14. BÖLÜM

801 44 0
                                    

“Kim gelmiş kızım” diyerek hizmetçisini sordu. 

“Kaan bey efendim Yağmur hanımın kuzeniymiş.” Diyerek açıkladı. 

“Tamam içeri al misafiri kapıda bekletme” diyerek Yağmur’a bakarak cevap verdi. Yağmur umursamaz görünüyordu. Aslında geleceğini tahmin ediyordu ama sabahın köründe beklemiyordu. Oturduğu yerden kalkıp kapıya yöneldi. Zaten bu masadan kaçmak için fırsat kolluyordu. Kuzenini görünce gülümsedi ve “Hoş geldin Kaan çok özlemişim ya” diyerek boynuna sarıldı. Babasının ailesinden sevdiği tek kişiydi genç adam. hatta onu seven tek kişi.

“Bende seni özledim bir göreyim dedim.”

“İnanmam ama inanmış gibi yapabilirim” diyerek konuştu. Babası büyük ihtimalle onu sorguya çeksin Özcan hakkında bilgi alsın diye göndermişti.

“Çok zekisin sen ya kime çektin?”

“Bilmiyorum ama sana olmadığım kesin.” 

“Bak sen bizim cadıya dil hala kolum kadar.” Diyerek kolunu gösterdi. Ah bu kızla uğraşmayı çok seviyordu. 

“Hadi kapıda kalma. Ayrıca mükemmel bir zamanda geldin. Seni zaten zamanlaman yüzünden seviyorum”

“Hadi ya başka sebepleri yok mu yani?” içeri geçerken kuzenini beline sarılmış gülümsüyordu. Bu yakınlığı gören Galip istemsiz olarak gerildi. Kuzeni bile olsa bu yakınlık fazlaydı genç adama göre.

“Sonra konuşuruz canım.”

“Hoş geldin canım nasılsın? “

“İyi Gülnur abla siz nasılsınız? “

“Bizde iyiyiz şükür e seni hangi rüzgar attı.” Genç adam gülümseyerek cevap verdi. 
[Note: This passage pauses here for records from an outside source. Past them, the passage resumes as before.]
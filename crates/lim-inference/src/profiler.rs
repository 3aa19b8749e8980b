//! Likelihood profiling over nuisance parameters.
//!
//! A profile fixes the POI (or lets it float for the unconditional fit),
//! floats every other non-constant parameter of the start point, and minimizes
//! the negative log-likelihood within the declared ranges. Constant parameters
//! and global observables keep the values of the start point.

use crate::optimizer::{LbfgsbOptimizer, Minimizer, ObjectiveFunction, OptimizerConfig};
use lim_core::{
    Dataset, Error, FitStatus, ParameterPoint, ProfileResult, Result, StatModel,
};
use serde::{Deserialize, Serialize};

/// How the POI is treated by a profile.
#[derive(Debug, Clone, Copy, PartialEq)]
pub enum PoiConstraint {
    /// POI fixed at the given value (conditional fit).
    Fixed(f64),
    /// POI floats within its range (unconditional fit).
    Free,
}

/// Profiler configuration.
#[derive(Debug, Clone, Serialize, Deserialize)]
#[serde(default)]
pub struct ProfilerConfig {
    /// Minimizer settings.
    pub optimizer: OptimizerConfig,
    /// Extra attempts from perturbed start values after a non-converged fit.
    pub max_retries: usize,
}

impl Default for ProfilerConfig {
    fn default() -> Self {
        Self { optimizer: OptimizerConfig::default(), max_retries: 2 }
    }
}

/// NLL restricted to the floating parameters.
struct ProfileObjective<'a> {
    model: &'a dyn StatModel,
    data: &'a Dataset,
    template: Vec<f64>,
    free: &'a [usize],
}

impl ProfileObjective<'_> {
    fn expand(&self, x: &[f64]) -> Vec<f64> {
        let mut full = self.template.clone();
        for (&i, &v) in self.free.iter().zip(x) {
            full[i] = v;
        }
        full
    }
}

impl ObjectiveFunction for ProfileObjective<'_> {
    fn eval(&self, x: &[f64]) -> Result<f64> {
        let v = self.model.nll(&self.expand(x), self.data)?;
        if v.is_nan() {
            return Err(Error::Computation("NLL evaluated to NaN".to_string()));
        }
        Ok(v)
    }
}

/// Profiles a model's likelihood at fixed or free POI values.
///
/// Holds no state between calls: every profile starts from the point it is given.
pub struct Profiler<'a> {
    model: &'a dyn StatModel,
    poi: usize,
    bounds: Vec<(f64, f64)>,
    minimizer: Box<dyn Minimizer + 'a>,
    max_retries: usize,
}

impl<'a> Profiler<'a> {
    /// Profiler backed by [`LbfgsbOptimizer`].
    pub fn new(model: &'a dyn StatModel, config: ProfilerConfig) -> Result<Self> {
        let minimizer = Box::new(LbfgsbOptimizer::new(config.optimizer));
        Self::with_minimizer(model, minimizer, config.max_retries)
    }

    /// Profiler backed by a custom minimizer.
    pub fn with_minimizer(
        model: &'a dyn StatModel,
        minimizer: Box<dyn Minimizer + 'a>,
        max_retries: usize,
    ) -> Result<Self> {
        let cfg = model.config();
        cfg.validate()?;
        let poi = cfg.poi_index()?;
        Ok(Self { model, poi, bounds: cfg.bounds(), minimizer, max_retries })
    }

    /// The profiled model.
    pub fn model(&self) -> &'a dyn StatModel {
        self.model
    }

    /// Index of the POI in model order.
    pub fn poi_index(&self) -> usize {
        self.poi
    }

    /// Declared POI range.
    pub fn poi_bounds(&self) -> (f64, f64) {
        self.bounds[self.poi]
    }

    /// Minimize `-ln L` on `data` from `start`.
    ///
    /// A non-converged minimization is returned with its status, never as an
    /// error; see [`Profiler::profile_or_fail`].
    pub fn profile(
        &self,
        data: &Dataset,
        start: &ParameterPoint,
        poi: PoiConstraint,
    ) -> Result<ProfileResult> {
        self.model.config().check_point(start)?;

        let mut template = start.values().to_vec();
        let constant = start.constant_flags();
        let free: Vec<usize> = (0..template.len())
            .filter(|&i| {
                let (lo, hi) = self.bounds[i];
                let floating = !constant[i] && lo < hi;
                if i == self.poi {
                    floating && matches!(poi, PoiConstraint::Free)
                } else {
                    floating
                }
            })
            .collect();
        if let PoiConstraint::Fixed(mu) = poi {
            if !mu.is_finite() {
                return Err(Error::Validation(format!("fixed POI value must be finite, got {mu}")));
            }
            template[self.poi] = mu;
        }
        let poi_floats = free.contains(&self.poi);
        if poi_floats {
            let (lo, hi) = self.bounds[self.poi];
            template[self.poi] = template[self.poi].clamp(lo, hi);
        }

        let bounds: Vec<(f64, f64)> = free.iter().map(|&i| self.bounds[i]).collect();
        let objective = ProfileObjective { model: self.model, data, template, free: &free };
        let init: Vec<f64> = free.iter().map(|&i| objective.template[i]).collect();

        let mut best = self.minimizer.minimize(&objective, &init, &bounds)?;
        let mut n_iter = best.n_iter;
        let mut n_fev = best.n_fev;

        let mut attempt = 0;
        while !best.converged() && attempt < self.max_retries {
            attempt += 1;
            let perturbed = perturb(&init, &bounds, attempt);
            log::debug!("profile retry {attempt} from perturbed start (previous {:?})", best.status);
            let r = self.minimizer.minimize(&objective, &perturbed, &bounds)?;
            n_iter += r.n_iter;
            n_fev += r.n_fev;
            let better = match (r.converged(), best.converged()) {
                (true, false) => true,
                (false, true) => false,
                _ => r.fval < best.fval,
            };
            if better {
                best = r;
            }
        }

        if !best.converged() {
            log::warn!(
                "profile did not converge ({:?}) at {:?}; keeping best point fval={}",
                best.status,
                poi,
                best.fval
            );
        }

        let at_boundary = free.iter().zip(&best.parameters).any(|(&i, &v)| {
            let (lo, hi) = self.bounds[i];
            let tol = 1e-8 * (hi - lo).max(1.0);
            v <= lo + tol || v >= hi - tol
        });
        let full = objective.expand(&best.parameters);
        let point = start.with_values(full)?;
        let poi_value = point.values()[self.poi];

        Ok(ProfileResult {
            poi_value,
            point,
            nll: best.fval,
            status: best.status,
            at_boundary,
            n_iter,
            n_fev,
        })
    }

    /// [`Profiler::profile`], turning a non-converged result into
    /// [`Error::ConvergenceFailure`].
    pub fn profile_or_fail(
        &self,
        data: &Dataset,
        start: &ParameterPoint,
        poi: PoiConstraint,
        context: &str,
    ) -> Result<ProfileResult> {
        let r = self.profile(data, start, poi)?;
        match r.status {
            FitStatus::Converged => Ok(r),
            _ => Err(Error::ConvergenceFailure {
                context: format!("{context} ({:?})", r.status),
                fval: r.nll,
                parameters: r.point.values().to_vec(),
            }),
        }
    }
}

/// Deterministic start perturbation: shift each parameter by a growing
/// fraction of its range, alternating direction across parameters.
fn perturb(init: &[f64], bounds: &[(f64, f64)], attempt: usize) -> Vec<f64> {
    init.iter()
        .zip(bounds)
        .enumerate()
        .map(|(k, (&x, &(lo, hi)))| {
            let sign = if (k + attempt) % 2 == 0 { 1.0 } else { -1.0 };
            let step = 0.1 * attempt as f64 * (hi - lo);
            let y = x + sign * step;
            if y < lo || y > hi {
                (x - sign * step).clamp(lo, hi)
            } else {
                y
            }
        })
        .collect()
}
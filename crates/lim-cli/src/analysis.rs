//! Model loading and the calculations shared by subcommands and `run`.

use anyhow::Result;
use lim_core::StatModel;
use lim_inference::{
    AnalysisConfig, AsymptoticCalculator, BayesianCalculator, BayesianConfig, BayesianInterval,
    EngineKind, FrequentistCalculator, HypoTestCalculator, HypoTestInverter, HypoTestResult,
    Hypothesis, LikelihoodInterval, ProfileLikelihoodCalculator, Profiler, ProfilerConfig,
    ScanResult, TestSetup, EXPECTED_BANDS,
};
use lim_models::{BuiltModel, ModelSpec};
use std::path::Path;

/// Parse a model file: JSON by extension, YAML otherwise.
pub fn read_model_spec(path: &Path) -> Result<ModelSpec> {
    let bytes = std::fs::read(path)?;
    let ext = path.extension().and_then(|s| s.to_str()).unwrap_or("").to_ascii_lowercase();
    let spec: ModelSpec = if ext == "json" {
        serde_json::from_slice(&bytes)?
    } else {
        serde_yaml_ng::from_slice(&bytes)?
    };
    Ok(spec)
}

/// Build a model and report its size.
pub fn build_model(spec: &ModelSpec) -> Result<BuiltModel> {
    let built = spec.build()?;
    let cfg = built.model.config();
    tracing::info!(
        model = %cfg.name,
        parameters = cfg.parameters.len(),
        entries = built.data.n_entries(),
        "model built"
    );
    Ok(built)
}

/// Size the global rayon pool (0 = auto).
pub fn init_threads(threads: usize) {
    if threads > 0 {
        // Best-effort; if a global pool already exists, keep going.
        let _ = rayon::ThreadPoolBuilder::new().num_threads(threads).build_global();
    }
}

/// Observed data plus signal+background and background-only hypotheses.
pub fn test_setup<'a>(built: &'a BuiltModel, analysis: &AnalysisConfig) -> Result<TestSetup<'a>> {
    let cfg = built.model.config();
    let setup = TestSetup::new(
        built.model.as_ref(),
        &built.data,
        Hypothesis::from_config(cfg)?,
        Hypothesis::background_only(cfg, analysis.alt_poi)?,
        analysis.sidedness,
        ProfilerConfig::default(),
    )?;
    tracing::info!(mu_hat = setup.observed_free().poi_value, nll = setup.observed_free().nll, "observed fit");
    Ok(setup)
}

/// Run `f` with the calculator selected by `analysis.engine`.
pub fn with_calculator<T>(
    built: &BuiltModel,
    analysis: &AnalysisConfig,
    f: impl FnOnce(&dyn HypoTestCalculator) -> Result<T>,
) -> Result<T> {
    let setup = test_setup(built, analysis)?;
    match analysis.engine {
        EngineKind::Asymptotic => {
            let calc = AsymptoticCalculator::new(setup)?;
            f(&calc)
        }
        EngineKind::Toy => {
            let toys = analysis.toy_config();
            tracing::info!(null = toys.n_toys_null, alt = toys.n_toys_alt, seed = toys.seed, "toy engine");
            let calc = FrequentistCalculator::new(setup, toys)?;
            f(&calc)
        }
    }
}

/// Single hypothesis test at `mu`.
pub fn hypotest(built: &BuiltModel, analysis: &AnalysisConfig, mu: f64) -> Result<HypoTestResult> {
    with_calculator(built, analysis, |calc| Ok(calc.hypotest(mu)?))
}

/// CLs scan over `analysis.grid`.
pub fn upper_limits(built: &BuiltModel, analysis: &AnalysisConfig) -> Result<ScanResult> {
    with_calculator(built, analysis, |calc| {
        let scan = HypoTestInverter::new(calc, analysis.inverter())?.run()?;
        tracing::info!(points = scan.points.len(), degraded = scan.degraded.len(), "scan complete");
        Ok(scan)
    })
}

/// Profile likelihood interval at `confidence_level`.
pub fn likelihood_interval(built: &BuiltModel, confidence_level: f64) -> Result<LikelihoodInterval> {
    let profiler = Profiler::new(built.model.as_ref(), ProfilerConfig::default())?;
    let start = built.model.config().snapshot_point()?;
    Ok(ProfileLikelihoodCalculator::new(confidence_level)?.interval(&profiler, &built.data, &start)?)
}

/// Bayesian credible interval.
pub fn bayesian_interval(built: &BuiltModel, config: BayesianConfig) -> Result<BayesianInterval> {
    let profiler = Profiler::new(built.model.as_ref(), ProfilerConfig::default())?;
    let start = built.model.config().snapshot_point()?;
    Ok(BayesianCalculator::new(config)?.interval(&profiler, &built.data, &start)?)
}

pub fn hypotest_json(r: &HypoTestResult, engine: EngineKind) -> serde_json::Value {
    serde_json::json!({
        "engine": engine,
        "mu_test": r.mu_test,
        "t_obs": r.t_obs,
        "mu_hat": r.mu_hat,
        "p_sb": r.p_sb,
        "p_b": r.p_b,
        "clb": r.clb,
        "cls": r.cls,
        "expected_cls": {
            "nsigma_order": EXPECTED_BANDS,
            "cls": r.expected_cls,
        },
        "converged": r.converged,
        "warnings": r.warnings,
        "n_toys_null": r.null_distribution.as_ref().map(|d| d.len()),
        "n_toys_alt": r.alt_distribution.as_ref().map(|d| d.len()),
    })
}

/// Limits plus the raw scan; a missing or ambiguous crossing is reported as
/// `null` with its crossings rather than failing the command.
pub fn limits_json(scan: &ScanResult) -> Result<serde_json::Value> {
    let observed = scan.upper_limit().ok();
    if observed.is_none() {
        tracing::warn!(crossing = ?scan.observed, "no unique observed limit");
    }
    let expected: Vec<Option<f64>> = (0..EXPECTED_BANDS.len()).map(|i| scan.expected_limit(i).ok()).collect();
    Ok(serde_json::json!({
        "confidence_level": scan.confidence_level,
        "obs_limit": observed,
        "exp_limits": {
            "nsigma_order": EXPECTED_BANDS,
            "limits": expected,
        },
        "observed_crossing": scan.observed,
        "expected_crossings": scan.expected,
        "degraded": scan.degraded,
        "points": serde_json::to_value(&scan.points)?,
    }))
}
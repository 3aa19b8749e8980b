//! # lim-inference
//!
//! Likelihood profiling and hypothesis-test inversion for limitscan.
//!
//! This crate provides:
//! - Bounded minimization and nuisance-parameter profiling
//! - The profile-likelihood-ratio test statistic
//! - Asymptotic and toy-based sampling distributions behind one engine trait
//! - CLs hypothesis tests and their inversion into limits with expected bands
//! - Profile-likelihood and Bayesian intervals
//!
//! ## Layering
//!
//! `HypoTestInverter` → `HypoTestCalculator` → `ProfileLikelihoodRatio` +
//! `SamplingDistributionEngine` → `Profiler` → `Minimizer`.

#![warn(missing_docs)]
#![warn(clippy::all)]

/// Asymptotic (Asimov) sampling distributions.
pub mod asymptotic;
/// Bayesian credible intervals.
pub mod bayesian;
/// Hypothesis tests: hypotheses, engine trait, calculators.
pub mod calculator;
/// Analysis options.
pub mod config;
/// Scan inversion into limits.
pub mod inverter;
/// Bounded numerical minimization (L-BFGS-B backend).
pub mod optimizer;
/// Profile likelihood scans and intervals.
pub mod profile_likelihood;
/// Nuisance-parameter profiling.
pub mod profiler;
/// Profile-likelihood-ratio test statistic.
pub mod test_statistic;
/// Toy-based sampling distributions.
pub mod toybased;
/// Toy ensembles.
pub mod toys;

pub use asymptotic::{AsymptoticCalculator, AsymptoticEngine, AsymptoticForm};
pub use bayesian::{BayesianCalculator, BayesianConfig, BayesianInterval, Prior, TailPolicy};
pub use calculator::{
    Calculator, Cls, HypoTestCalculator, HypoTestResult, Hypothesis, SamplingDistributionEngine,
    TestSetup, EXPECTED_BANDS,
};
pub use config::{AnalysisConfig, BayesTail, EngineKind, ToyCounts};
pub use inverter::{Crossing, HypoTestInverter, InverterConfig, ScanGrid, ScanPoint, ScanResult};
pub use optimizer::{LbfgsbOptimizer, Minimizer, ObjectiveFunction, OptimizationResult, OptimizerConfig};
pub use profile_likelihood::{
    LikelihoodInterval, LimitStatus, ProfileLikelihoodCalculator, ProfileLikelihoodScan, ProfilePoint,
};
pub use profiler::{PoiConstraint, Profiler, ProfilerConfig};
pub use test_statistic::{DataSource, ProfileLikelihoodRatio, Sidedness, TestStatisticValue};
pub use toybased::{FrequentistCalculator, ToyEngine};
pub use toys::{CancelToken, SamplingDistribution, ToyConfig, ToySampler};
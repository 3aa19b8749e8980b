//! Poisson distribution utilities.

use lim_core::{Error, Result};
use statrs::function::gamma::ln_gamma;

/// Log-PMF of a Poisson distribution with mean `lambda` at count `k`.
pub fn logpmf(k: u64, lambda: f64) -> Result<f64> {
    logpmf_continuous(k as f64, lambda)
}

/// Poisson log-PMF continued to non-integer counts via `ln Γ(k + 1)`.
///
/// Asimov datasets carry expected (fractional) counts.
pub fn logpmf_continuous(k: f64, lambda: f64) -> Result<f64> {
    if !lambda.is_finite() || lambda < 0.0 {
        return Err(Error::Validation(format!("lambda must be finite and >= 0, got {}", lambda)));
    }
    if !k.is_finite() || k < 0.0 {
        return Err(Error::Validation(format!("count must be finite and >= 0, got {}", k)));
    }
    if lambda == 0.0 {
        return Ok(if k == 0.0 { 0.0 } else { f64::NEG_INFINITY });
    }
    Ok(k * lambda.ln() - lambda - ln_gamma(k + 1.0))
}

/// Negative log-likelihood of a Poisson distribution at (possibly fractional) `k`.
pub fn nll(k: f64, lambda: f64) -> Result<f64> {
    Ok(-logpmf_continuous(k, lambda)?)
}

#[cfg(test)]
mod tests {
    use super::*;

    fn factorial(n: u64) -> u64 {
        (1..=n).product()
    }

    #[test]
    fn test_basic_value_matches_naive() {
        let k = 3u64;
        let lambda: f64 = 2.5;
        let prob = lambda.powi(k as i32) * (-lambda).exp() / factorial(k) as f64;
        let lp = logpmf(k, lambda).unwrap();
        assert!((lp - prob.ln()).abs() < 1e-12);
    }

    #[test]
    fn test_lambda_zero() {
        assert_eq!(logpmf(0, 0.0).unwrap(), 0.0);
        assert!(logpmf(1, 0.0).unwrap().is_infinite());
    }

    #[test]
    fn test_continuous_agrees_at_integers() {
        for k in [0u64, 1, 7, 25] {
            let a = logpmf(k, 20.0).unwrap();
            let b = logpmf_continuous(k as f64, 20.0).unwrap();
            assert!((a - b).abs() < 1e-12);
        }
    }

    #[test]
    fn test_invalid_inputs() {
        assert!(logpmf(1, -1.0).is_err());
        assert!(logpmf_continuous(-0.5, 1.0).is_err());
        assert!(logpmf(1, f64::NAN).is_err());
    }
}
“Rüzgar değil ama oldukça şiddetli Yağmur attı abla. Ah rüzgar dediniz de aklıma geldi senin ufaklı nasıl kız? Hala gönlün onda mı?” diye imayla sordu. Yanında ki adamın kim olduğunu oda merak ediyordu. Amcası “Git ve sor” dediğinde zaten buraya gelmek zorunda kalmıştı.

“Evet almayı düşünmüyorum da. Eminim o herkesten çok daha iyi bakar gönlüme” diye umursamazca konuşmuştu. Etrafında ki erkekler tek kelimeyle bencildi.

“O kadar diyorsun. Neyse hazırlan da biraz dışarı çıkalım hem Zeynep nerede?” diye sordu.

“Uyuyor hala” 

“Bu saatte mi? İstanbul size yaramamış anlaşılan söyle o küçük hanıma o da gelsin. uyu uyu nereye kadar.” Zeynep’in normalde çoktan kalkmış olması lazımdı. Buda genç adam için ayrı bir merak konusu olmuştu. Yağmur bu teklifle gülümsedi. Hem Zeynep için biraz açık hava ve evden uzaklaşmak iyi olabilirdi.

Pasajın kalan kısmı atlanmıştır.